Causes of hemochromatosis
Hemochromatosis can happen as a result of genetic alterations or be a consequence of diseases related to the destruction of red blood cells, which promotes the release of iron in the blood. Thus, according to the cause, hemochromatosis can be classified as:
- Hereditary hemochromatosis,which is the main cause of the disease and which happens due to mutations in the genes responsible for the absorption of iron in the digestive tract, which are absorbed in large amounts, increasing the amount of circulating iron in the body;
- Secondary or acquired hemochromatosis,in which iron accumulation occurs due to other conditions, mainly hemoglobinopathies, in which the destruction of red blood cells releases large amounts of iron into the bloodstream. Other causes are repeated blood transfusions, chronic cirrhosis, or misuse of anemia medications, for example.
It is important that the cause of hemochromatosis is identified by the doctor, so that the most appropriate treatment can be indicated, helping to prevent complications and relieve symptoms caused by excess iron.
How the treatment is done
Hereditary hemochromatosis has no cure, however, treatment can be done as a way to reduce iron stores in the blood and avoid depositing it in the organs. Thus, in these cases, the main form of treatment is phlebotomy, also called bleeding, in which part of the blood is removed so that the excess iron starts to compose the new red blood cells that the body produces.
This treatment has a more aggressive initial session, but maintenance doses are required, in which about 350 to 450 ml of blood are withdrawn 1 to 2 times a week. Then, the sessions can be spaced according to the results of the follow-up exams, indicated by the hematologist.
Another treatment option is the use of drugs known as iron chelators or "sequestrants", such as Desferroxamine, as they promote a decrease in circulating iron levels. This treatment is indicated for people who cannot tolerate phlebotomy, especially those with severe anemia, heart failure, or advanced cirrhosis of the liver.

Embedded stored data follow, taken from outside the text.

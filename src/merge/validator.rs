//! Merge preconditions.
//!
//! The same checks run twice: once advisory over the pool, once under the
//! executor's row locks. Only the second one is authoritative.

use std::collections::HashSet;

use uuid::Uuid;

use super::{
    error::MergeError,
    store::PatientLookup,
};
use crate::models::PatientState;

/// Upper bound on `merged_into` hops walked before a chain is treated as a loop.
pub const MAX_CHAIN_HOPS: usize = 64;

/// Checks, in order: both exist, distinct ids, source active, target active,
/// no cycle. Returns the resolved `(source, target)` states.
pub async fn validate<L>(
    lookup: &mut L,
    source_id: Uuid,
    target_id: Uuid,
) -> Result<(PatientState, PatientState), MergeError>
where
    L: PatientLookup + ?Sized,
{
    let source = lookup
        .patient_state(source_id)
        .await?
        .ok_or(MergeError::PatientNotFound(source_id))?;
    let target = lookup
        .patient_state(target_id)
        .await?
        .ok_or(MergeError::PatientNotFound(target_id))?;

    if source_id == target_id {
        return Err(MergeError::SelfMerge(source_id));
    }
    if !source.is_active() {
        return Err(MergeError::SourceAlreadyMerged(source_id));
    }
    if !target.is_active() {
        return Err(MergeError::TargetAlreadyMerged(target_id));
    }

    ensure_acyclic(lookup, source_id, target).await?;

    Ok((source, target))
}

/// Follows `merged_into` from `target` and fails if it ever reaches
/// `source_id`, revisits a patient, or runs past [`MAX_CHAIN_HOPS`].
pub async fn ensure_acyclic<L>(
    lookup: &mut L,
    source_id: Uuid,
    target: PatientState,
) -> Result<(), MergeError>
where
    L: PatientLookup + ?Sized,
{
    let cycle = || MergeError::CircularMerge {
        source_id,
        target_id: target.patient_id,
    };

    let mut seen = HashSet::from([target.patient_id]);
    let mut next = target.merged_into;

    while let Some(id) = next {
        if id == source_id || !seen.insert(id) || seen.len() > MAX_CHAIN_HOPS {
            return Err(cycle());
        }
        next = match lookup.patient_state(id).await? {
            Some(state) => state.merged_into,
            // dangling pointer ends the chain; it cannot lead back to source
            None => None,
        };
    }

    Ok(())
}

/// Walks `merged_into` from `patient_id` to the surviving active record.
/// The returned chain starts with `patient_id` and ends with the survivor.
pub async fn resolve_chain<L>(lookup: &mut L, patient_id: Uuid) -> Result<Vec<Uuid>, MergeError>
where
    L: PatientLookup + ?Sized,
{
    let mut chain = vec![patient_id];
    let mut current = lookup
        .patient_state(patient_id)
        .await?
        .ok_or(MergeError::PatientNotFound(patient_id))?;

    while let Some(next_id) = current.merged_into {
        if chain.contains(&next_id) || chain.len() > MAX_CHAIN_HOPS {
            return Err(MergeError::CircularMerge {
                source_id: patient_id,
                target_id: next_id,
            });
        }
        chain.push(next_id);
        current = lookup
            .patient_state(next_id)
            .await?
            .ok_or(MergeError::PatientNotFound(next_id))?;
    }

    Ok(chain)
}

See more details on treatment for excess iron in the blood.
How to eat
In addition to the treatment indicated by the doctor, it is also important to pay attention to food, and it is recommended to avoid excessive consumption of foods rich in iron. Some food-related guidelines are:
- Avoid eating meat in large quantities, giving preference to white meat;
- Eat fish at least twice a week;
- Avoid eating iron-rich vegetables such as spinach, beets or green beans more than once a week;
- Eat whole-grain bread instead of white or iron-fortified bread;
- Eat cheese, milk or yogurt daily because calcium decreases iron absorption;
- Avoid eating nuts such as raisins in large quantities because they are rich in iron.
In addition, the person should avoid alcoholic beverages in order to avoid liver damage and not consume vitamin supplements with iron and vitamin C, as this increases iron absorption.